The codling moth is a major worldwide pest of apple, other tree fruits and nuts. In this project we are using RNAi to inhibit the expression of specific codling moth genes in order to evaluate their functions and explore the potential use of this approach for future control strategies. We previously cloned four cDNAs from codling moth embryos that are homologous to Drosophila genes with known functions (lin19, Deformed, musashi, and pumilio). I synthesized dsRNAs specific to these four cDNAs for use in RNAi knockdown experiments. I first designed gene-specific primers for the four cDNAs and a green fluorescent protein (gfp) control cDNA incorporating T7 promoter sequences.

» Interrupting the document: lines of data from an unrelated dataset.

//! Elo-style rating update for puzzle attempts. Pure functions only;
//! storing the rating is the caller's business.

use serde::{Deserialize, Serialize};

pub const DEFAULT_K_FACTOR: f64 = 32.0;
pub const DEFAULT_RATING_FLOOR: i32 = 100;

#[derive(Debug, Clone, Copy, PartialEq, Serialize, Deserialize)]
#[serde(rename_all = "camelCase")]
pub struct RatingPolicy {
    pub k_factor: f64,
    /// Lowest rating an update can produce; None disables the clamp.
    pub floor: Option<i32>,
}

impl Default for RatingPolicy {
    fn default() -> Self {
        Self {
            k_factor: DEFAULT_K_FACTOR,
            floor: Some(DEFAULT_RATING_FLOOR),
        }
    }
}

#[derive(Debug, Clone, Copy, PartialEq, Eq, Serialize, Deserialize)]
#[serde(rename_all = "camelCase")]
pub struct RatingChange {
    pub new_rating: i32,
    pub delta: i32,
}

/// Probability the solver beats a puzzle of the given rating.
pub fn expected_score(current: i32, puzzle_rating: i32) -> f64 {
    1.0 / (1.0 + 10f64.powf(f64::from(puzzle_rating - current) / 400.0))
}

/// Update with the default policy (K = 32, floor 100).
pub fn update(current: i32, puzzle_rating: i32, solved: bool) -> RatingChange {
    RatingPolicy::default().update(current, puzzle_rating, solved)
}

impl RatingPolicy {
    pub fn update(&self, current: i32, puzzle_rating: i32, solved: bool) -> RatingChange {
        let actual = if solved { 1.0 } else { 0.0 };
        let raw_delta = (self.k_factor * (actual - expected_score(current, puzzle_rating))).round() as i32;

        let mut new_rating = current + raw_delta;
        if let Some(floor) = self.floor {
            // Never push a rating below the floor, but don't lift one that already is
            new_rating = new_rating.max(floor.min(current));
        }

        RatingChange {
            new_rating,
            delta: new_rating - current,
        }
    }
}

/// A solver's rating plus the highest rating ever reached.
#[derive(Debug, Clone, Copy, PartialEq, Eq, Serialize, Deserialize)]
#[serde(rename_all = "camelCase")]
pub struct RatingRecord {
    pub rating: i32,
    pub peak_rating: i32,
}

impl RatingRecord {
    pub fn new(rating: i32) -> Self {
        Self {
            rating,
            peak_rating: rating,
        }
    }

    pub fn apply(&mut self, change: RatingChange) {
        self.rating = change.new_rating;
        self.peak_rating = self.peak_rating.max(change.new_rating);
    }

    /// Rate one attempt and record the result.
    pub fn record(&mut self, policy: &RatingPolicy, puzzle_rating: i32, solved: bool) -> RatingChange {
        let change = policy.update(self.rating, puzzle_rating, solved);
        self.apply(change);
        change
    }
}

The primers were commercially synthesized and I used them to make template preparations from the embryonic cDNAs using the polymerase chain reaction (PCR). The specificity of each PCR reaction was evaluated by gel electrophoresis and PCR parameters were optimized as necessary. The templates were then transcribed using T7 RNA polymerase to produce double-stranded RNA (dsRNA). The purity and concentrations of the dsRNAs were evaluated by gel electrophoresis and spectrophotometry. These dsRNA will be used to inject codling moth embryos in order to evaluate their effects on embryonic development and survival.